WHAT IS NEEDED ::
A complete answer includes every line below with the word "match".

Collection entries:
•••

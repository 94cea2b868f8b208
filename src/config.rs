use clap::ValueEnum;
use directories::ProjectDirs;
use log::{debug, warn};
use serde::{Deserialize, Serialize};
use std::fs;
use std::io::ErrorKind;
use std::path::{Path, PathBuf};

use crate::error::Result;
use crate::hand::{HandStyle, HandWidth};
use crate::interval_timer::{
    IntervalConfig, DEFAULT_COUNTDOWN_SECS, DEFAULT_REST_SECS, DEFAULT_WORK_SECS,
};
use crate::lap_timer::{LapTimerConfig, DEFAULT_GUARD_INTERVAL_MS};

pub const DEFAULT_VOLUME: u8 = 70;

#[derive(Debug, Clone, Copy, PartialEq, Eq, Default, Serialize, Deserialize, ValueEnum)]
#[serde(rename_all = "camelCase")]
pub enum Mode {
    #[default]
    LapTimer,
    IntervalTimer,
}

/// Face appearance, shared by both modes.
#[derive(Debug, Clone, Copy, PartialEq, Eq, Serialize, Deserialize)]
#[serde(rename_all = "camelCase", default)]
pub struct DisplaySettings {
    pub dark: bool,
    pub ghost_hand: bool,
    pub hand_style: HandStyle,
    pub hand_width: HandWidth,
    pub single_hand: bool,
}

impl Default for DisplaySettings {
    fn default() -> Self {
        Self {
            dark: true,
            ghost_hand: true,
            hand_style: HandStyle::default(),
            hand_width: HandWidth::default(),
            single_hand: false,
        }
    }
}

/// Interval-timer configuration as persisted (whole seconds).
#[derive(Debug, Clone, Copy, PartialEq, Eq, Serialize, Deserialize)]
#[serde(rename_all = "camelCase", default)]
pub struct IntervalSettings {
    pub countdown: u32,
    pub work_time: u32,
    pub rest_time: u32,
    pub total_rounds: Option<u32>,
    pub beep_enabled: bool,
    pub volume: u8,
}

impl Default for IntervalSettings {
    fn default() -> Self {
        Self {
            countdown: DEFAULT_COUNTDOWN_SECS,
            work_time: DEFAULT_WORK_SECS,
            rest_time: DEFAULT_REST_SECS,
            total_rounds: None,
            beep_enabled: true,
            volume: DEFAULT_VOLUME,
        }
    }
}

impl IntervalSettings {
    pub fn to_config(&self) -> IntervalConfig {
        IntervalConfig {
            countdown_secs: self.countdown,
            work_secs: self.work_time,
            rest_secs: self.rest_time,
            total_rounds: self.total_rounds,
            beep_enabled: self.beep_enabled,
        }
        .sanitized()
    }
}

#[derive(Debug, Clone, PartialEq, Serialize, Deserialize)]
#[serde(rename_all = "camelCase", default)]
pub struct Settings {
    #[serde(flatten)]
    pub display: DisplaySettings,
    pub track_rest: bool,
    pub guard: bool,
    pub guard_interval_ms: u64,
    pub current_mode: Mode,
    pub interval_timer: IntervalSettings,
}

impl Default for Settings {
    fn default() -> Self {
        Self {
            display: DisplaySettings::default(),
            track_rest: true,
            guard: true,
            guard_interval_ms: DEFAULT_GUARD_INTERVAL_MS,
            current_mode: Mode::default(),
            interval_timer: IntervalSettings::default(),
        }
    }
}

impl Settings {
    /// Fold out-of-range values back to their defaults.
    pub fn sanitized(mut self) -> Self {
        let interval = self.interval_timer.to_config();
        self.interval_timer = IntervalSettings {
            countdown: interval.countdown_secs,
            work_time: interval.work_secs,
            rest_time: interval.rest_secs,
            total_rounds: interval.total_rounds,
            beep_enabled: interval.beep_enabled,
            volume: self.interval_timer.volume.min(100),
        };
        self.guard_interval_ms = self.lap_timer_config().guard_interval_ms;
        self
    }

    pub fn lap_timer_config(&self) -> LapTimerConfig {
        LapTimerConfig {
            track_rest: self.track_rest,
            guard: self.guard,
            guard_interval_ms: self.guard_interval_ms,
        }
        .sanitized()
    }

    pub fn interval_config(&self) -> IntervalConfig {
        self.interval_timer.to_config()
    }
}

pub trait SettingsStore {
    fn load(&self) -> Settings;
    fn save(&self, settings: &Settings) -> Result<()>;
}

#[derive(Debug, Clone)]
pub struct FileSettingsStore {
    path: PathBuf,
}

impl FileSettingsStore {
    #[allow(clippy::new_without_default)]
    pub fn new() -> Self {
        let path = if let Some(pd) = ProjectDirs::from("", "", "paceclock") {
            pd.config_dir().join("config.json")
        } else {
            PathBuf::from("paceclock_config.json")
        };
        Self { path }
    }

    pub fn with_path<P: AsRef<Path>>(p: P) -> Self {
        Self {
            path: p.as_ref().to_path_buf(),
        }
    }

    pub fn path(&self) -> &Path {
        &self.path
    }
}

impl Default for FileSettingsStore {
    fn default() -> Self {
        Self::new()
    }
}

impl SettingsStore for FileSettingsStore {
    fn load(&self) -> Settings {
        let bytes = match fs::read(&self.path) {
            Ok(bytes) => bytes,
            Err(e) if e.kind() == ErrorKind::NotFound => {
                debug!("no settings at {}, using defaults", self.path.display());
                return Settings::default();
            }
            Err(e) => {
                warn!("failed to read settings {}: {e}", self.path.display());
                return Settings::default();
            }
        };
        match serde_json::from_slice::<Settings>(&bytes) {
            Ok(settings) => settings.sanitized(),
            Err(e) => {
                warn!("malformed settings {}: {e}", self.path.display());
                Settings::default()
            }
        }
    }

    fn save(&self, settings: &Settings) -> Result<()> {
        if let Some(parent) = self.path.parent() {
            fs::create_dir_all(parent)?;
        }
        let data = serde_json::to_vec_pretty(settings)?;
        fs::write(&self.path, data)?;
        Ok(())
    }
}

/// Keeps settings in memory only.
#[derive(Debug, Default)]
pub struct MemorySettingsStore {
    saved: std::cell::RefCell<Option<Settings>>,
}

impl MemorySettingsStore {
    pub fn new() -> Self {
        Self::default()
    }

    pub fn last_saved(&self) -> Option<Settings> {
        self.saved.borrow().clone()
    }
}

impl SettingsStore for MemorySettingsStore {
    fn load(&self) -> Settings {
        self.last_saved().unwrap_or_default()
    }

    fn save(&self, settings: &Settings) -> Result<()> {
        *self.saved.borrow_mut() = Some(settings.clone());
        Ok(())
    }
}

#[cfg(test)]
mod tests {
    use super::*;
    use tempfile::tempdir;

    #[test]
    fn roundtrip_default_settings() {
        let dir = tempdir().unwrap();
        let path = dir.path().join("config.json");
        let store = FileSettingsStore::with_path(&path);
        let settings = Settings::default();
        store.save(&settings).unwrap();
        let loaded = store.load();
        assert_eq!(settings, loaded);
    }

    #[test]
    fn save_and_load_custom_settings() {
        let dir = tempdir().unwrap();
        let path = dir.path().join("nested").join("config.json");
        let store = FileSettingsStore::with_path(&path);
        let settings = Settings {
            display: DisplaySettings {
                dark: false,
                ghost_hand: false,
                hand_style: HandStyle::Diamond,
                hand_width: HandWidth::Bold,
                single_hand: true,
            },
            track_rest: false,
            guard: false,
            guard_interval_ms: 500,
            current_mode: Mode::IntervalTimer,
            interval_timer: IntervalSettings {
                countdown: 3,
                work_time: 40,
                rest_time: 20,
                total_rounds: Some(8),
                beep_enabled: false,
                volume: 30,
            },
        };
        store.save(&settings).unwrap();
        assert_eq!(store.load(), settings);
    }

    #[test]
    fn json_uses_flat_camel_case_keys() {
        let value = serde_json::to_value(Settings::default()).unwrap();
        assert_eq!(value["dark"], true);
        assert_eq!(value["ghostHand"], true);
        assert_eq!(value["handStyle"], "straight");
        assert_eq!(value["handWidth"], "standard");
        assert_eq!(value["currentMode"], "lapTimer");
        assert_eq!(value["trackRest"], true);
        assert_eq!(value["intervalTimer"]["workTime"], 60);
        assert!(value["intervalTimer"]["totalRounds"].is_null());
    }

    #[test]
    fn missing_keys_take_defaults() {
        let dir = tempdir().unwrap();
        let path = dir.path().join("config.json");
        fs::write(&path, r#"{"dark": false, "intervalTimer": {"workTime": 45}}"#).unwrap();
        let loaded = FileSettingsStore::with_path(&path).load();
        assert!(!loaded.display.dark);
        assert!(loaded.display.ghost_hand);
        assert_eq!(loaded.interval_timer.work_time, 45);
        assert_eq!(loaded.interval_timer.rest_time, 60);
        assert_eq!(loaded.interval_timer.volume, 70);
    }

    #[test]
    fn malformed_file_yields_defaults() {
        let dir = tempdir().unwrap();
        let path = dir.path().join("config.json");
        fs::write(&path, b"{not json").unwrap();
        assert_eq!(FileSettingsStore::with_path(&path).load(), Settings::default());
    }

    #[test]
    fn missing_file_yields_defaults() {
        let dir = tempdir().unwrap();
        let store = FileSettingsStore::with_path(dir.path().join("absent.json"));
        assert_eq!(store.load(), Settings::default());
    }

    #[test]
    fn out_of_range_values_are_sanitized() {
        let dir = tempdir().unwrap();
        let path = dir.path().join("config.json");
        fs::write(
            &path,
            r#"{"guardIntervalMs": 5, "intervalTimer": {"countdown": 0, "totalRounds": 0, "volume": 250}}"#,
        )
        .unwrap();
        let loaded = FileSettingsStore::with_path(&path).load();
        assert_eq!(loaded.guard_interval_ms, DEFAULT_GUARD_INTERVAL_MS);
        assert_eq!(loaded.interval_timer.countdown, DEFAULT_COUNTDOWN_SECS);
        assert_eq!(loaded.interval_timer.total_rounds, None);
        assert_eq!(loaded.interval_timer.volume, 100);
    }

    #[test]
    fn save_into_unwritable_location_errors() {
        let dir = tempdir().unwrap();
        let blocker = dir.path().join("file");
        fs::write(&blocker, b"x").unwrap();
        let store = FileSettingsStore::with_path(blocker.join("config.json"));
        assert!(store.save(&Settings::default()).is_err());
    }

    #[test]
    fn memory_store_keeps_last_save() {
        let store = MemorySettingsStore::new();
        assert_eq!(store.load(), Settings::default());
        let settings = Settings {
            current_mode: Mode::IntervalTimer,
            ..Settings::default()
        };
        store.save(&settings).unwrap();
        assert_eq!(store.load().current_mode, Mode::IntervalTimer);
    }
}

•••

TASK RESULT ::
        let bytes = match fs::read(&self.path) {
        match serde_json::from_slice::<Settings>(&bytes) {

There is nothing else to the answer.